§ What to do
Could you return every line of the records below that contains the word "message"?

--- Extracted entries ---

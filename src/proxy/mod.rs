// Proxy module - Pingora ProxyHttp implementation
// Every request is answered in request_filter; nothing is forwarded upstream.

pub mod helpers;
pub mod special_endpoints;

use async_trait::async_trait;
use bytes::{Bytes, BytesMut};
use pingora_core::upstreams::peer::HttpPeer;
use pingora_core::Result;
use pingora_http::ResponseHeader;
use pingora_proxy::{ProxyHttp, Session};
use std::sync::Arc;
use std::time::{Duration, Instant};
use tokio::io::AsyncReadExt;

use crate::cache::DiskCache;
use crate::config::Config;
use crate::constants::RESPONSE_CHUNK_SIZE;
use crate::error::ServerError;
use crate::job::{
    DimensionLimits, ExternalEngine, JobError, JobFailure, JobOutcome, NativeEngine, Orchestrator,
    SourceClient,
};
use crate::metrics::Metrics;
use crate::options::{decode_legacy_path, decode_query_params, resolve_blob_url, TransformOptions};
use crate::router::{parse_query, route, Route};

use helpers::{boundary_status, cache_control_header, content_type_for, expires_header};
use special_endpoints::{
    handle_health, handle_invalid_format, handle_metrics, handle_not_found, handle_unknown_blob,
    EndpointResponse,
};

/// Response payload
#[derive(Debug)]
pub enum ResponseBody {
    Full(Bytes),
    /// Opened cache file, streamed in chunks
    File { file: tokio::fs::File, len: u64 },
}

impl ResponseBody {
    pub fn len(&self) -> u64 {
        match self {
            Self::Full(bytes) => bytes.len() as u64,
            Self::File { len, .. } => *len,
        }
    }

    pub fn is_empty(&self) -> bool {
        self.len() == 0
    }
}

/// Next chunk of at most `chunk_size` bytes, `None` at end of file
pub async fn read_chunk(file: &mut tokio::fs::File, chunk_size: usize) -> std::io::Result<Option<Bytes>> {
    let mut buffer = BytesMut::with_capacity(chunk_size);
    if file.read_buf(&mut buffer).await? == 0 {
        return Ok(None);
    }
    Ok(Some(buffer.freeze()))
}

/// Fully built response, written to the session by `request_filter`
#[derive(Debug)]
pub struct ProxyResponse {
    pub status: u16,
    pub headers: Vec<(&'static str, String)>,
    pub body: ResponseBody,
}

impl ProxyResponse {
    pub fn header(&self, name: &str) -> Option<&str> {
        self.headers
            .iter()
            .find(|(key, _)| key.eq_ignore_ascii_case(name))
            .map(|(_, value)| value.as_str())
    }
}

impl From<EndpointResponse> for ProxyResponse {
    fn from(response: EndpointResponse) -> Self {
        Self {
            status: response.status,
            headers: vec![("Content-Type", response.content_type.to_string())],
            body: ResponseBody::Full(Bytes::from(response.body)),
        }
    }
}

/// Per-request state
pub struct RequestContext {
    request_id: String,
    started: Instant,
    route: &'static str,
}

impl RequestContext {
    pub fn new() -> Self {
        Self {
            request_id: uuid::Uuid::new_v4().to_string(),
            started: Instant::now(),
            route: "unrouted",
        }
    }

    pub fn request_id(&self) -> &str {
        &self.request_id
    }
}

impl Default for RequestContext {
    fn default() -> Self {
        Self::new()
    }
}

/// Image transformation server on top of Pingora.
///
/// Legacy paths run on the external engine, blob-storage media paths on the
/// native one. Both share the disk cache, the source client and the metrics.
pub struct ResizeProxy {
    config: Arc<Config>,
    metrics: Arc<Metrics>,
    legacy: Arc<Orchestrator>,
    media: Arc<Orchestrator>,
}

impl ResizeProxy {
    pub fn new(config: Config) -> std::result::Result<Self, ServerError> {
        let metrics = Arc::new(Metrics::new());
        let source = SourceClient::new(Duration::from_secs(config.engine.probe_timeout_secs))?;
        let cache = DiskCache::new(&config.cache.directory);

        let legacy = Orchestrator::new(
            source.clone(),
            cache.clone(),
            Arc::new(ExternalEngine::new(&config.engine.convert_command)),
            Arc::clone(&metrics),
        );
        let limits = DimensionLimits {
            max_width: config.engine.max_width,
            max_height: config.engine.max_height,
        };
        let media = Orchestrator::new(
            source,
            cache,
            Arc::new(NativeEngine::new(limits)),
            Arc::clone(&metrics),
        );

        Ok(Self {
            config: Arc::new(config),
            metrics,
            legacy: Arc::new(legacy),
            media: Arc::new(media),
        })
    }

    pub fn metrics(&self) -> Arc<Metrics> {
        Arc::clone(&self.metrics)
    }

    /// Produce the response for one request without touching the session.
    pub async fn handle(&self, method: &str, path: &str, query: Option<&str>) -> ProxyResponse {
        self.dispatch(route(method, path), path, query).await
    }

    /// Produce the response for an already routed request
    pub async fn dispatch(&self, route: Route, path: &str, query: Option<&str>) -> ProxyResponse {
        self.metrics.increment_request(route.label());

        match route {
            Route::Health => handle_health().into(),
            Route::Metrics => handle_metrics(&self.metrics).into(),
            Route::NotFound => handle_not_found().into(),
            Route::Media { blob, image_path } => {
                let Some(base) = self.config.blob_storage.get(&blob) else {
                    return handle_unknown_blob(&blob).into();
                };
                let full_url = resolve_blob_url(base, &image_path);
                match decode_query_params(&parse_query(query), &full_url, &image_path) {
                    Ok(options) => self.run_job(&self.media, options).await,
                    Err(e) => {
                        tracing::debug!(error = %e, "Rejected media request");
                        handle_invalid_format().into()
                    }
                }
            }
            Route::Legacy => match decode_legacy_path(path, &parse_query(query)) {
                Ok(options) => self.run_job(&self.legacy, options).await,
                Err(e) => {
                    tracing::debug!(error = %e, status = e.to_http_status(), "Rejected legacy request");
                    handle_invalid_format().into()
                }
            },
        }
    }

    async fn run_job(&self, orchestrator: &Arc<Orchestrator>, options: TransformOptions) -> ProxyResponse {
        let started = Instant::now();
        let url = options.url().to_string();

        let outcome = Arc::clone(orchestrator)
            .submit(options)
            .await
            .unwrap_or_else(|_| {
                JobOutcome::Failure(JobFailure {
                    error: JobError::engine("job outcome channel closed"),
                    url: url.clone(),
                })
            });

        match outcome {
            JobOutcome::Success {
                cache_file,
                cache_hit,
            } => {
                let opened = match tokio::fs::File::open(&cache_file).await {
                    Ok(file) => file.metadata().await.map(|meta| (file, meta.len())),
                    Err(e) => Err(e),
                };
                let (file, len) = match opened {
                    Ok(opened) => opened,
                    Err(e) => {
                        tracing::error!(
                            cache_file = %cache_file.display(),
                            error = %e,
                            "Failed to open cache file"
                        );
                        return failure_response(&JobFailure {
                            error: JobError::write_failure(e.to_string()),
                            url,
                        });
                    }
                };

                let duration_ms = if cache_hit {
                    0
                } else {
                    started.elapsed().as_millis()
                };
                let cache = &self.config.cache;

                ProxyResponse {
                    status: 200,
                    headers: vec![
                        ("Content-Type", content_type_for(&cache_file).to_string()),
                        ("Cache-Control", cache_control_header(cache.max_age_secs)),
                        ("Expires", expires_header(chrono::Utc::now(), cache.expires_secs)),
                        ("X-ResizeJobDuration", duration_ms.to_string()),
                    ],
                    body: ResponseBody::File { file, len },
                }
            }
            JobOutcome::Failure(failure) => failure_response(&failure),
        }
    }
}

/// `{"status": <code|"ETIMEDOUT">, "url": "..."}` with the mapped HTTP status
fn failure_response(failure: &JobFailure) -> ProxyResponse {
    ProxyResponse {
        status: boundary_status(failure.error.to_http_status()),
        headers: vec![("Content-Type", "application/json".to_string())],
        body: ResponseBody::Full(Bytes::from(failure.to_json())),
    }
}

#[async_trait]
impl ProxyHttp for ResizeProxy {
    type CTX = RequestContext;

    fn new_ctx(&self) -> Self::CTX {
        RequestContext::new()
    }

    /// Never reached: request_filter always answers the request
    async fn upstream_peer(
        &self,
        _session: &mut Session,
        _ctx: &mut Self::CTX,
    ) -> Result<Box<HttpPeer>> {
        Err(pingora_core::Error::explain(
            pingora_core::ErrorType::InternalError,
            "resize-server has no upstream peer",
        ))
    }

    async fn request_filter(&self, session: &mut Session, ctx: &mut Self::CTX) -> Result<bool> {
        let (method, path, query) = {
            let req = session.req_header();
            (
                req.method.as_str().to_string(),
                req.uri.path().to_string(),
                req.uri.query().map(str::to_string),
            )
        };
        let route = route(&method, &path);
        ctx.route = route.label();

        tracing::debug!(
            request_id = %ctx.request_id(),
            method = %method,
            path = %path,
            "Handling request"
        );

        let response = self.dispatch(route, &path, query.as_deref()).await;

        let mut header = ResponseHeader::build(response.status, None)?;
        for (name, value) in &response.headers {
            header.insert_header(*name, value.as_str())?;
        }
        header.insert_header("Content-Length", response.body.len().to_string())?;

        session
            .write_response_header(Box::new(header), false)
            .await?;

        match response.body {
            ResponseBody::Full(bytes) => session.write_response_body(Some(bytes), true).await?,
            ResponseBody::File { mut file, .. } => loop {
                let chunk = read_chunk(&mut file, RESPONSE_CHUNK_SIZE)
                    .await
                    .map_err(|e| {
                        pingora_core::Error::because(
                            pingora_core::ErrorType::InternalError,
                            "reading cache file",
                            e,
                        )
                    })?;
                match chunk {
                    Some(chunk) => session.write_response_body(Some(chunk), false).await?,
                    None => {
                        session.write_response_body(None, true).await?;
                        break;
                    }
                }
            },
        }

        Ok(true)
    }

    async fn logging(
        &self,
        session: &mut Session,
        _e: Option<&pingora_core::Error>,
        ctx: &mut Self::CTX,
    ) {
        let status_code = session
            .response_written()
            .map(|resp| resp.status.as_u16())
            .unwrap_or(500);

        self.metrics.increment_status_count(status_code);

        tracing::info!(
            request_id = %ctx.request_id(),
            route = ctx.route,
            status = status_code,
            duration_ms = ctx.started.elapsed().as_millis() as u64,
            "Request completed"
        );
    }
}
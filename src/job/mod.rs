//! Job orchestration
//!
//! One job per request. The lifecycle is shared by both backends:
//!
//! ```text
//! Validating ─┬─> failure
//!             └─> CacheCheck ─┬─> Done(hit)
//!                             └─> Dispatch ─┬─> Done(success)
//!                                           └─> Done(failure)
//! ```
//!
//! Dispatch runs the configured [`TransformExecutor`] for image sources and a
//! verbatim pass-through download for anything else. Nothing is retried.

pub mod external;
pub mod native;
pub mod source;

use async_trait::async_trait;
use serde::{Serialize, Serializer};
use std::fmt;
use std::path::{Path, PathBuf};
use std::sync::Arc;
use std::time::Instant;
use tokio::sync::oneshot;
use tracing::Instrument;

use crate::cache::DiskCache;
use crate::metrics::Metrics;
use crate::options::TransformOptions;

pub use external::ExternalEngine;
pub use native::{DimensionLimits, NativeEngine};
pub use source::{SourceClient, SourceInfo};

/// Token reported instead of a status code when the probe times out
pub const TIMEOUT_TOKEN: &str = "ETIMEDOUT";

/// Status carried by a failed job
#[derive(Debug, Clone, Copy, PartialEq, Eq)]
pub enum FailureStatus {
    Code(u16),
    Timeout,
}

impl FailureStatus {
    /// Timeouts map to 504 at the HTTP boundary
    pub fn to_http_status(&self) -> u16 {
        match self {
            Self::Code(code) => *code,
            Self::Timeout => 504,
        }
    }
}

impl fmt::Display for FailureStatus {
    fn fmt(&self, f: &mut fmt::Formatter<'_>) -> fmt::Result {
        match self {
            Self::Code(code) => write!(f, "{}", code),
            Self::Timeout => f.write_str(TIMEOUT_TOKEN),
        }
    }
}

impl Serialize for FailureStatus {
    fn serialize<S: Serializer>(&self, serializer: S) -> Result<S::Ok, S::Error> {
        match self {
            Self::Code(code) => serializer.serialize_u16(*code),
            Self::Timeout => serializer.serialize_str(TIMEOUT_TOKEN),
        }
    }
}

/// Errors that terminate a job
#[derive(Debug, Clone, PartialEq, Eq)]
pub enum JobError {
    /// Locator cannot be resolved to a host
    BadSource { reason: String },
    /// Probe or fetch did not succeed; carries the upstream status
    SourceUnreachable { status: u16 },
    /// Probe did not answer within the timeout
    SourceTimeout,
    /// Engine exited non-zero, a stream broke, or decoding failed
    EngineFailure { message: String },
    /// The cache file could not be written
    WriteFailure { message: String },
}

impl JobError {
    pub fn bad_source(reason: impl Into<String>) -> Self {
        Self::BadSource {
            reason: reason.into(),
        }
    }

    pub fn unreachable(status: u16) -> Self {
        Self::SourceUnreachable { status }
    }

    pub fn engine(message: impl Into<String>) -> Self {
        Self::EngineFailure {
            message: message.into(),
        }
    }

    pub fn write_failure(message: impl Into<String>) -> Self {
        Self::WriteFailure {
            message: message.into(),
        }
    }

    pub fn status(&self) -> FailureStatus {
        match self {
            Self::BadSource { .. } => FailureStatus::Code(400),
            Self::SourceUnreachable { status } => FailureStatus::Code(*status),
            Self::SourceTimeout => FailureStatus::Timeout,
            Self::EngineFailure { .. } | Self::WriteFailure { .. } => FailureStatus::Code(500),
        }
    }

    pub fn to_http_status(&self) -> u16 {
        self.status().to_http_status()
    }

    /// Short label used for metrics and logs
    pub fn kind(&self) -> &'static str {
        match self {
            Self::BadSource { .. } => "bad_source",
            Self::SourceUnreachable { .. } => "source_unreachable",
            Self::SourceTimeout => "source_timeout",
            Self::EngineFailure { .. } => "engine_failure",
            Self::WriteFailure { .. } => "write_failure",
        }
    }
}

impl fmt::Display for JobError {
    fn fmt(&self, f: &mut fmt::Formatter<'_>) -> fmt::Result {
        match self {
            JobError::BadSource { reason } => write!(f, "Invalid source locator: {}", reason),
            JobError::SourceUnreachable { status } => {
                write!(f, "Source responded with status {}", status)
            }
            JobError::SourceTimeout => write!(f, "Source probe timed out"),
            JobError::EngineFailure { message } => write!(f, "Transform failed: {}", message),
            JobError::WriteFailure { message } => write!(f, "Cache write failed: {}", message),
        }
    }
}

impl std::error::Error for JobError {}

/// A failed job, with the source URL for correlation
#[derive(Debug, Clone, PartialEq, Eq)]
pub struct JobFailure {
    pub error: JobError,
    pub url: String,
}

#[derive(Serialize)]
struct FailureBody<'a> {
    status: FailureStatus,
    url: &'a str,
}

impl JobFailure {
    pub fn status(&self) -> FailureStatus {
        self.error.status()
    }

    /// `{"status": <code or "ETIMEDOUT">, "url": "..."}`
    pub fn to_json(&self) -> String {
        let body = FailureBody {
            status: self.status(),
            url: &self.url,
        };
        serde_json::to_string(&body).unwrap_or_else(|_| {
            format!("{{\"status\":500,\"url\":{:?}}}", self.url)
        })
    }
}

/// The only externally visible result of a job
#[derive(Debug, Clone, PartialEq, Eq)]
pub enum JobOutcome {
    Success { cache_file: PathBuf, cache_hit: bool },
    Failure(JobFailure),
}

impl JobOutcome {
    pub fn is_success(&self) -> bool {
        matches!(self, Self::Success { .. })
    }
}

/// Backend capability: produce the transformed image at `destination`
#[async_trait]
pub trait TransformExecutor: Send + Sync {
    fn name(&self) -> &'static str;

    async fn transform(
        &self,
        source: &SourceClient,
        options: &TransformOptions,
        info: &SourceInfo,
        destination: &Path,
    ) -> Result<(), JobError>;
}

/// Drives the job lifecycle for one backend
pub struct Orchestrator {
    source: SourceClient,
    cache: DiskCache,
    executor: Arc<dyn TransformExecutor>,
    metrics: Arc<Metrics>,
}

impl Orchestrator {
    pub fn new(
        source: SourceClient,
        cache: DiskCache,
        executor: Arc<dyn TransformExecutor>,
        metrics: Arc<Metrics>,
    ) -> Self {
        Self {
            source,
            cache,
            executor,
            metrics,
        }
    }

    pub fn engine_name(&self) -> &'static str {
        self.executor.name()
    }

    pub fn cache(&self) -> &DiskCache {
        &self.cache
    }

    /// Run one job to completion inside its own span
    pub async fn run(&self, options: &TransformOptions) -> JobOutcome {
        let job_id = uuid::Uuid::new_v4();
        let span = tracing::info_span!(
            "job",
            job_id = %job_id,
            engine = self.executor.name(),
            url = %options.url()
        );

        async {
            self.metrics.increment_job_started();
            let started = Instant::now();
            let outcome = match self.execute(options).await {
                Ok((cache_file, cache_hit)) => JobOutcome::Success {
                    cache_file,
                    cache_hit,
                },
                Err(error) => {
                    tracing::warn!(
                        status = %error.status(),
                        kind = error.kind(),
                        error = %error,
                        "Job failed"
                    );
                    self.metrics
                        .increment_job_failure(&error.status().to_string());
                    JobOutcome::Failure(JobFailure {
                        error,
                        url: options.url().to_string(),
                    })
                }
            };
            self.metrics
                .record_job_duration(started.elapsed().as_secs_f64() * 1000.0);
            outcome
        }
        .instrument(span)
        .await
    }

    /// Run the job on its own task and deliver the outcome exactly once
    pub fn submit(self: Arc<Self>, options: TransformOptions) -> oneshot::Receiver<JobOutcome> {
        let (tx, rx) = oneshot::channel();
        let url = options.url().to_string();

        tokio::spawn(async move {
            let mut completion = Completion::new(tx, url);
            let outcome = self.run(&options).await;
            completion.complete(outcome);
        });

        rx
    }

    async fn execute(&self, options: &TransformOptions) -> Result<(PathBuf, bool), JobError> {
        let info = self.source.probe(options.url()).await?;

        let cache_file = self
            .cache
            .path_for(options)
            .map_err(|e| JobError::write_failure(e.to_string()))?;

        if self.cache.contains(&cache_file).await {
            tracing::info!(cache_file = %cache_file.display(), "Cache hit");
            self.metrics.increment_cache_hit();
            return Ok((cache_file, true));
        }
        self.metrics.increment_cache_miss();

        // Removed on drop unless committed, also when the executor panics
        let staging = self.cache.stage(&cache_file);
        if info.is_image {
            tracing::info!(
                imagefile = %options.imagefile(),
                content_type = ?info.content_type,
                "Transform start"
            );
            self.metrics.increment_transform(self.executor.name());
            self.executor
                .transform(&self.source, options, &info, staging.path())
                .await?;
        } else {
            tracing::info!(
                imagefile = %options.imagefile(),
                content_type = ?info.content_type,
                "Direct download (non-image)"
            );
            self.metrics.increment_passthrough();
            self.source.download_to(options.url(), staging.path()).await?;
        }

        self.cache
            .commit(staging, &cache_file)
            .await
            .map_err(|e| JobError::write_failure(e.to_string()))?;

        Ok((cache_file, false))
    }
}

/// Delivers a job outcome exactly once.
///
/// If the job task ends without completing (panic or abort), the receiver
/// gets a 500 failure from `Drop` instead of a closed channel.
struct Completion {
    sender: Option<oneshot::Sender<JobOutcome>>,
    url: String,
}

impl Completion {
    fn new(sender: oneshot::Sender<JobOutcome>, url: String) -> Self {
        Self {
            sender: Some(sender),
            url,
        }
    }

    fn complete(&mut self, outcome: JobOutcome) {
        if let Some(sender) = self.sender.take() {
            // Receiver gone means the client disconnected
            let _ = sender.send(outcome);
        }
    }
}

impl Drop for Completion {
    fn drop(&mut self) {
        let url = std::mem::take(&mut self.url);
        self.complete(JobOutcome::Failure(JobFailure {
            error: JobError::engine("job ended without an outcome"),
            url,
        }));
    }
}
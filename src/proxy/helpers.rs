//! Proxy utility functions.
//!
//! Response header values derived from the cache file and the clock.

use std::path::Path;

use chrono::{DateTime, Duration, Utc};

const HTTP_DATE_FORMAT: &str = "%a, %d %b %Y %H:%M:%S GMT";

/// Content-Type for a cache file, from its extension.
pub fn content_type_for(path: &Path) -> &'static str {
    let extension = path
        .extension()
        .and_then(|ext| ext.to_str())
        .map(|ext| ext.to_ascii_lowercase())
        .unwrap_or_default();

    match extension.as_str() {
        "jpg" | "jpeg" => "image/jpeg",
        "png" => "image/png",
        "gif" => "image/gif",
        "webp" => "image/webp",
        "avif" => "image/avif",
        "heic" => "image/heic",
        "heif" => "image/heif",
        "bmp" => "image/bmp",
        "tif" | "tiff" => "image/tiff",
        "ico" => "image/x-icon",
        "svg" => "image/svg+xml",
        "pdf" => "application/pdf",
        "json" => "application/json",
        "txt" => "text/plain",
        "html" | "htm" => "text/html",
        _ => "application/octet-stream",
    }
}

/// Format a timestamp as an IMF-fixdate (`Sun, 06 Nov 1994 08:49:37 GMT`).
pub fn http_date(at: DateTime<Utc>) -> String {
    at.format(HTTP_DATE_FORMAT).to_string()
}

/// `Expires` value `offset_secs` from `now`.
pub fn expires_header(now: DateTime<Utc>, offset_secs: u64) -> String {
    let offset = i64::try_from(offset_secs).unwrap_or(i64::MAX);
    let expires = now
        .checked_add_signed(Duration::seconds(offset.min(i64::MAX / 1000)))
        .unwrap_or(DateTime::<Utc>::MAX_UTC);
    http_date(expires)
}

pub fn cache_control_header(max_age_secs: u64) -> String {
    format!("public, max-age={}", max_age_secs)
}

/// Job statuses that are not valid HTTP codes are reported as 500.
pub fn boundary_status(status: u16) -> u16 {
    if (100..=599).contains(&status) {
        status
    } else {
        500
    }
}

---

§ Expected answer
    EngineFailure { message: String },
    WriteFailure { message: String },
    pub fn engine(message: impl Into<String>) -> Self {
            message: message.into(),
    pub fn write_failure(message: impl Into<String>) -> Self {
            message: message.into(),
            JobError::EngineFailure { message } => write!(f, "Transform failed: {}", message),
            JobError::WriteFailure { message } => write!(f, "Cache write failed: {}", message),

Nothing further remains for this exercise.